Everything you live through helps 
to make you the person you are now.


Sophia Loren


 


It's not easy to look back at the bad and find the good. It's so much easier to just write off your bad experiences and hope they don't happen again. But your past -- regardless of how much you want to forget it -- is part of you. You cannot deny that. So, my advice? Use it to your advantage. Take what you can from what you've been through and learn from it. Sure, this isn't easy. Sure, it requires a lot more work than just being thankful you don't have to go back to your past. But it's worth it. You can learn from everything. There is always something new to discover about yourself and understanding why something happened in the past is a great way to do this. You are who you are now because of the past, so make the best of what you went through. I certainly know that I've learned a lot from my mistakes (even if I did have to make them over and over again to finally get it). I wouldn't be who I am if it weren't for the bad times. We can always learn, but that learning process is a choice.
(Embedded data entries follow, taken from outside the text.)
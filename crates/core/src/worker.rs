//! Component generation.
//!
//! One call per component spec: build the type-specific prompt, clear it with
//! the budget guard, issue it under a hard timeout, and hand back the raw
//! draft. Quality judgement belongs to the validator; this module only
//! classifies provider failures so the coordinator knows what is retryable.

use crate::budget::{BudgetGuard, Stage};
use crate::completion::{CompletionClient, CompletionRequest};
use crate::error::GenerationError;
use crate::types::{ComponentKind, ComponentSpec};
use std::sync::Arc;
use std::time::Duration;
use tracing::info;

const GENERATION_TEMPERATURE: f32 = 0.7;

/// Generation settings for one component kind: prompts plus the length
/// bounds the validator will later hold the content to.
#[derive(Debug, Clone, Copy)]
pub struct GenerationProfile {
    pub system_prompt: &'static str,
    pub instruction: &'static str,
    pub min_chars: usize,
    pub max_chars: usize,
    pub max_tokens: u32,
}

impl ComponentKind {
    /// The closed profile table. Selection is by enum variant, never by
    /// runtime string lookup.
    pub fn profile(&self) -> &'static GenerationProfile {
        match self {
            ComponentKind::CoreConcept => &GenerationProfile {
                system_prompt: "You are an expert educator who excels at explaining complex concepts in simple, clear terms.",
                instruction: "Define the core concept clearly and concisely, focusing on the essential understanding needed.",
                min_chars: 50,
                max_chars: 500,
                max_tokens: 1000,
            },
            ComponentKind::Fact => &GenerationProfile {
                system_prompt: "You are a fact-checker and educational content creator who presents accurate, verifiable information.",
                instruction: "State an important, accurate fact about the topic that students should know.",
                min_chars: 20,
                max_chars: 200,
                max_tokens: 1000,
            },
            ComponentKind::Example => &GenerationProfile {
                system_prompt: "You are an expert educator who creates clear, concrete examples that illustrate abstract concepts.",
                instruction: "Create a specific, concrete example that demonstrates the concept with real numbers or details.",
                min_chars: 50,
                max_chars: 800,
                max_tokens: 1000,
            },
            ComponentKind::Principle => &GenerationProfile {
                system_prompt: "You are an educational philosopher who identifies and explains fundamental principles.",
                instruction: "Explain a key principle or rule that governs this topic.",
                min_chars: 30,
                max_chars: 400,
                max_tokens: 1000,
            },
            ComponentKind::Analogy => &GenerationProfile {
                system_prompt: "You are a creative educator who makes complex topics accessible through analogies.",
                instruction: "Create a helpful analogy that relates this concept to something familiar.",
                min_chars: 40,
                max_chars: 600,
                max_tokens: 1000,
            },
            ComponentKind::Warning => &GenerationProfile {
                system_prompt: "You are an experienced educator who helps students avoid common mistakes.",
                instruction: "Highlight a common mistake or misconception students should avoid.",
                min_chars: 30,
                max_chars: 300,
                max_tokens: 1000,
            },
            ComponentKind::ComprehensionCheck => &GenerationProfile {
                system_prompt: "You are an expert assessment designer who creates fair, educational quiz questions.",
                instruction: "Create one multiple-choice question with 2-6 plausible options. Respond with a single JSON object with keys `question`, `options` (array of strings), `correct_index` (integer), and `explanation`. No commentary.",
                min_chars: 20,
                max_chars: 200,
                max_tokens: 1000,
            },
        }
    }
}

/// Unvalidated output of one generation call.
#[derive(Debug, Clone)]
pub struct Draft {
    pub content: String,
    pub tokens_in: u32,
    pub tokens_out: u32,
}

/// Generates one draft component per spec through the completion provider.
pub struct ComponentGenerator {
    client: Arc<dyn CompletionClient>,
    budget: Arc<BudgetGuard>,
    call_timeout: Duration,
}

impl ComponentGenerator {
    pub fn new(
        client: Arc<dyn CompletionClient>,
        budget: Arc<BudgetGuard>,
        call_timeout: Duration,
    ) -> Self {
        Self { client, budget, call_timeout }
    }

    /// Produce a draft for one spec. A timeout classifies as transient; a
    /// budget refusal is permanent for this run.
    pub async fn generate(
        &self,
        spec: &ComponentSpec,
        topic: &str,
    ) -> Result<Draft, GenerationError> {
        let profile = spec.kind.profile();
        let user = component_prompt(spec, topic, profile);

        let estimated = BudgetGuard::estimate_tokens(&user, profile.max_tokens);
        let grant = self.budget.authorize(Stage::Generation, estimated).await?;

        info!(kind = %spec.kind, ordinal = spec.ordinal, "generating component");
        let request = CompletionRequest {
            system: profile.system_prompt.to_string(),
            user,
            max_tokens: profile.max_tokens,
            temperature: GENERATION_TEMPERATURE,
        };
        match tokio::time::timeout(self.call_timeout, self.client.complete(request)).await {
            Ok(Ok(completion)) => {
                self.budget.settle(grant, completion.tokens_in, completion.tokens_out).await;
                Ok(Draft {
                    content: completion.text.trim().to_string(),
                    tokens_in: completion.tokens_in,
                    tokens_out: completion.tokens_out,
                })
            }
            Ok(Err(err)) => {
                self.budget.cancel(grant).await;
                Err(err.into())
            }
            Err(_) => {
                self.budget.cancel(grant).await;
                Err(GenerationError::Transient(
                    "component completion call timed out".to_string(),
                ))
            }
        }
    }
}

fn component_prompt(spec: &ComponentSpec, topic: &str, profile: &GenerationProfile) -> String {
    format!(
        "Create exactly one {kind} for the following topic.\n\n\
         TOPIC: {topic}\n\
         COMPONENT_TYPE: {kind}\n\
         GUIDANCE: {guidance}\n\n\
         {instruction}\n\n\
         YOUR OUTPUT (ONLY THE {kind} ITSELF):",
        kind = spec.kind,
        guidance = spec.guidance,
        instruction = profile.instruction,
    )
}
You can keep going on, not thinking about what is behind you, or you can take another look and expand your mind by learning from your experiences.


 


#5: Know Your Limits


You cannot see the past that did not happen 
any more than you can foresee the future.


Madeleine L'Engle


 


I don't know about you, but I have a special talent for making the past seem a lot better or worse than it was. I romanticize situations. I demonize people. Yes, I know this isn't healthy, but I think to some extent we all alter the past with our current perceptions. And we invent imaginary ideas of what could have happened. It's important not to go back and think about what could have been. When you start to think of "could haves," remember this: It could have happened that way, but it didn't. And, as the quote suggests, you don't know what the outcome of that so-called preferred situation. Everything, I believe, happens for a reason. Sometimes it's not clear what that reason is. Sometimes I don't think ever really becomes clear. But I think there's a reason. And you have to accept that. You have to realize that you should not go back in your mind and create "could have" situations. What happened, happened. There is no undoing it, and it's really not healthy to go back and analyze make believe situations. Know the limits of your past. Know the limits of your mind. Go back and think about the past, learn from it if you can, but don't dwell there, thinking about what could have been.


 


Well, there you have it -- my two cents on how to deal with a past you'd rather forget about. Though I have to say I would really like to go back to yesterday and have made the choice not to go to the bar, I do think that a cathartic post came out of it. I feel better after writing this. I feel like I have a plan, like I can deal with the past that I've been trying to avoid. It's not going to be painless, I'm sure of that, but I know it will make me a better person. If I deal with my emotions (even the bad ones!) I'll be much better off than if I try to pretend I'm not feeling a certain way. I still feel a tightness in my chest when I think about last night and all of the baggage that comes along with it. I still feel myself catch my breath when I think about what the future could bring, the potential it has to twist and tangle itself around my past. But I think I'm ready to take this on. I'm reading to stop avoiding and start living in the now.


How do YOU handle things about your past that you'd rather avoid? How would you react if you were faced with them?